Personal information
- Born: 26 July 1985 El Carmen de Atrato, Colombia
- Died: 2 December 2017 (aged 32) Palmira, Valle del Cauca, Colombia
- Height: 1.65 m (5 ft 5 in)
- Weight: 69 kg (152 lb)

Sport
- Sport: Weightlifting
- Club: Armed Forces
- Coached by: Oswaldo Pinilla

Medal record
Representing Colombia
Pan American Games
| Silver medal – second place | 2007 Rio de Janeiro | – 69 kg |
Pan American Championships
| Gold medal – first place | 2008 Callao | – 69 kg |
| Gold medal – first place | 2010 Guatemala City | – 69 kg |
| Silver medal – second place | 2016 Cartagena | – 69 kg |

= Edwin Mosquera (weightlifter) =

Colombian weightlifter (1985–2017)

Edwin Orlando Mosquera Roa (26 July 1985 – 2 December 2017) was a Colombian weightlifter who competed in the 69 kg division.
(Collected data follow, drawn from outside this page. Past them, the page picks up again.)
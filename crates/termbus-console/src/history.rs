//! Console history
//!
//! Command/response pairs shown by the console, plus the cursor used to
//! recall earlier commands into the input line.

use chrono::{DateTime, Utc};
use serde::{Deserialize, Serialize};
use std::collections::VecDeque;

/// One command with the response rendered under it
#[derive(Debug, Clone, PartialEq, Eq, Serialize, Deserialize)]
pub struct HistoryEntry {
    /// Command text
    pub cmd: String,
    /// Response text
    pub response: String,
    /// When the entry was recorded
    pub timestamp: DateTime<Utc>,
}

impl HistoryEntry {
    pub fn new(cmd: impl Into<String>, response: impl Into<String>) -> Self {
        Self {
            cmd: cmd.into(),
            response: response.into(),
            timestamp: Utc::now(),
        }
    }

    /// Plain-text lines for this entry: the prompted command, then the
    /// response when there is one
    pub fn lines(&self, prompt: &str) -> Vec<String> {
        let mut lines = vec![format!("{} {}", prompt, self.cmd)];
        if !self.response.is_empty() {
            lines.push(self.response.clone());
        }
        lines
    }
}

/// Bounded history with recall navigation
#[derive(Debug, Clone)]
pub struct History {
    entries: VecDeque<HistoryEntry>,
    max_entries: usize,
    cursor: Option<usize>,
    /// Entries ever pushed, unaffected by trimming and clearing
    pushed: u64,
}

impl History {
    pub fn new(max_entries: usize) -> Self {
        Self {
            entries: VecDeque::new(),
            max_entries: max_entries.max(1),
            cursor: None,
            pushed: 0,
        }
    }

    /// Append an entry, dropping the oldest beyond the bound
    pub fn push(&mut self, entry: HistoryEntry) {
        self.entries.push_back(entry);
        self.pushed += 1;

        while self.entries.len() > self.max_entries {
            self.entries.pop_front();
            // Keep the cursor on the same entry
            self.cursor = self.cursor.map(|idx| idx.saturating_sub(1));
        }
    }

    pub fn clear(&mut self) {
        self.entries.clear();
        self.cursor = None;
    }

    pub fn entries(&self) -> impl Iterator<Item = &HistoryEntry> {
        self.entries.iter()
    }

    pub fn len(&self) -> usize {
        self.entries.len()
    }

    pub fn is_empty(&self) -> bool {
        self.entries.is_empty()
    }

    /// Mark to pass to [`History::since`] later
    pub fn mark(&self) -> u64 {
        self.pushed
    }

    /// Entries pushed after `mark` that are still retained
    pub fn since(&self, mark: u64) -> impl Iterator<Item = &HistoryEntry> {
        let added = self.pushed.saturating_sub(mark);
        let retained = usize::try_from(added)
            .map_or(self.entries.len(), |n| n.min(self.entries.len()));
        self.entries.iter().skip(self.entries.len() - retained)
    }

    pub fn cursor(&self) -> Option<usize> {
        self.cursor
    }

    /// Step back to an older command.
    ///
    /// Starts from the newest entry and stops at the oldest. Returns the
    /// command to place in the input, or None when there is no history.
    pub fn previous(&mut self) -> Option<&str> {
        if self.entries.is_empty() {
            return None;
        }

        let idx = match self.cursor {
            None => self.entries.len() - 1,
            Some(idx) => idx.saturating_sub(1),
        };
        self.cursor = Some(idx);
        Some(self.entries[idx].cmd.as_str())
    }

    /// Step forward to a newer command.
    ///
    /// Returns None when not navigating. Moving past the newest entry ends
    /// navigation and yields an empty input.
    pub fn next(&mut self) -> Option<&str> {
        let idx = self.cursor? + 1;
        if idx >= self.entries.len() {
            self.cursor = None;
            return Some("");
        }

        self.cursor = Some(idx);
        Some(self.entries[idx].cmd.as_str())
    }

    pub fn reset_navigation(&mut self) {
        self.cursor = None;
    }
}

impl Default for History {
    fn default() -> Self {
        Self::new(1000)
    }
}
//! Progress spinner shown next to the last loading message

/// Unix style spinner frames
pub const SPINNER_FRAMES: [&str; 4] = ["|", "/", "-", "\\"];

#[derive(Debug, Clone, Copy, Default, PartialEq, Eq)]
pub struct Spinner {
    frame: usize,
}

impl Spinner {
    pub fn new() -> Self {
        Self::default()
    }

    /// Move to the next frame, wrapping around
    pub fn advance(&mut self) {
        self.frame = (self.frame + 1) % SPINNER_FRAMES.len();
    }

    pub fn reset(&mut self) {
        self.frame = 0;
    }

    pub fn frame(&self) -> usize {
        self.frame
    }

    pub fn glyph(&self) -> &'static str {
        SPINNER_FRAMES[self.frame]
    }
}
He won silver medals at the 2007 Pan American Games and 2016 Pan American Championships, and won the Pan American Championships in 2008 and 2010. He placed 7th at the 2016 Olympics, but had to withdraw from the 2008 Games due to a kneecap injury.

Mosquera died on 2 December 2017, after being shot twice.